522 – Contributed Oral Poster Presentations: Biopharmaceutical Section
Power and Sample Size Estimation in Clinical Trials with Multiple Co-Primary Endpoints
Zuoshun Zhang
Celgene Corporation
For some diseases, there needs to show the significance of a treatment in multiple co-primary endpoints. In the design stage, it will be helpful to have easily accessible tools for power and sample size estimation. Sozu et al. (2011) provided formulas and gave examples for 2 and 3 co-primary endpoints using integration. For any number of co-primary endpoints, we give an alternative way for accurate and quick estimation for power and sample size. We factor the positive definite correlation matrix into a product using Cholesky decomposition and generate independent standard normal random numbers.
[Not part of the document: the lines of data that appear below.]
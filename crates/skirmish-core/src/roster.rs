//! Team rosters supplied by the outside loadout/formation layer.
//!
//! A roster is an ordered list of (loadout, spawn position) entries. The
//! stat bundles here are the base-level values of each unit class; any
//! leveling happens before the roster reaches the simulation.

use serde::{Deserialize, Serialize};

use crate::constants::*;
use crate::enums::ShapeKind;
use crate::error::RosterError;
use crate::types::{Arena, Vec2};

/// One unit slot in a team roster.
#[derive(Debug, Clone, PartialEq, Serialize, Deserialize)]
pub struct RosterEntry {
    pub loadout: UnitLoadout,
    pub position: Vec2,
}

impl RosterEntry {
    pub fn new(loadout: UnitLoadout, position: Vec2) -> Self {
        Self { loadout, position }
    }

    /// Check stats and position. `slot` is only used to label the error.
    pub fn validate(&self, slot: usize, arena: &Arena) -> Result<(), RosterError> {
        if !(self.position.is_finite() && arena.contains(self.position)) {
            return Err(RosterError::OutOfArena {
                slot,
                x: self.position.x,
                y: self.position.y,
            });
        }
        self.loadout.validate(slot)
    }
}

/// Unit class together with its stat bundle.
#[derive(Debug, Clone, PartialEq, Serialize, Deserialize)]
#[serde(tag = "shape", rename_all = "lowercase")]
pub enum UnitLoadout {
    Triangle(TriangleStats),
    Square(SquareStats),
    Pentagon(PentagonStats),
}

impl UnitLoadout {
    pub fn shape(&self) -> ShapeKind {
        match self {
            UnitLoadout::Triangle(_) => ShapeKind::Triangle,
            UnitLoadout::Square(_) => ShapeKind::Square,
            UnitLoadout::Pentagon(_) => ShapeKind::Pentagon,
        }
    }

    pub fn hp(&self) -> f64 {
        match self {
            UnitLoadout::Triangle(s) => s.hp,
            UnitLoadout::Square(s) => s.hp,
            UnitLoadout::Pentagon(s) => s.hp,
        }
    }

    fn validate(&self, slot: usize) -> Result<(), RosterError> {
        let shape = self.shape();
        let check = |field: &'static str, value: f64, positive: bool| {
            let ok = value.is_finite() && if positive { value > 0.0 } else { value >= 0.0 };
            if ok {
                Ok(())
            } else {
                Err(RosterError::InvalidStat {
                    slot,
                    shape,
                    field,
                    value,
                })
            }
        };

        match self {
            UnitLoadout::Triangle(s) => {
                check("hp", s.hp, true)?;
                check("damage", s.damage, false)?;
                check("speed", s.speed, false)?;
                check("acceleration", s.acceleration, false)?;
                check("rate", s.rate, true)
            }
            UnitLoadout::Square(s) => {
                check("hp", s.hp, true)?;
                check("speed", s.speed, false)?;
                check("acceleration", s.acceleration, false)?;
                check("rate", s.rate, true)?;
                check("lifetime", s.lifetime, true)
            }
            UnitLoadout::Pentagon(s) => {
                check("hp", s.hp, true)?;
                check("heal", s.heal, false)?;
                check("speed", s.speed, false)?;
                check("acceleration", s.acceleration, false)?;
                check("rate", s.rate, true)
            }
        }
    }
}

/// Offensive shooter stats.
#[derive(Debug, Clone, PartialEq, Serialize, Deserialize)]
#[serde(default)]
pub struct TriangleStats {
    pub hp: f64,
    pub damage: f64,
    pub speed: f64,
    pub acceleration: f64,
    /// Seconds between shots.
    pub rate: f64,
}

impl Default for TriangleStats {
    fn default() -> Self {
        Self {
            hp: DEFAULT_UNIT_HP,
            damage: TRIANGLE_DAMAGE,
            speed: TRIANGLE_SPEED,
            acceleration: TRIANGLE_ACCELERATION,
            rate: TRIANGLE_RATE,
        }
    }
}

/// Defensive shooter stats.
#[derive(Debug, Clone, PartialEq, Serialize, Deserialize)]
#[serde(default)]
pub struct SquareStats {
    pub hp: f64,
    pub speed: f64,
    pub acceleration: f64,
    /// Seconds between shots.
    pub rate: f64,
    /// Seconds each deflector stays alive.
    pub lifetime: f64,
}

impl Default for SquareStats {
    fn default() -> Self {
        Self {
            hp: DEFAULT_UNIT_HP,
            speed: SQUARE_SPEED,
            acceleration: SQUARE_ACCELERATION,
            rate: SQUARE_RATE,
            lifetime: SQUARE_LIFETIME,
        }
    }
}

/// Healer stats.
#[derive(Debug, Clone, PartialEq, Serialize, Deserialize)]
#[serde(default)]
pub struct PentagonStats {
    pub hp: f64,
    pub heal: f64,
    pub speed: f64,
    pub acceleration: f64,
    /// Seconds between shots.
    pub rate: f64,
}

impl Default for PentagonStats {
    fn default() -> Self {
        Self {
            hp: DEFAULT_UNIT_HP,
            heal: PENTAGON_HEAL,
            speed: PENTAGON_SPEED,
            acceleration: PENTAGON_ACCELERATION,
            rate: PENTAGON_RATE,
        }
    }
}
The random numbers are transformed into correlated vectors corresponding to the sufficient test statistics of simulated trials, from which the power and sample size are estimated. For 2 or 3 co-primary continuous endpoints, we estimated the sample sizes and compared with those in Sozu et al (2011); the differences are within 1% for each of the 100 cases. We further estimate sample sizes for cases with 4 and 5 co-primary endpoints. We provided a program using SAS IML and base language, which can be easily adapted to other designs including those with binary endpoints.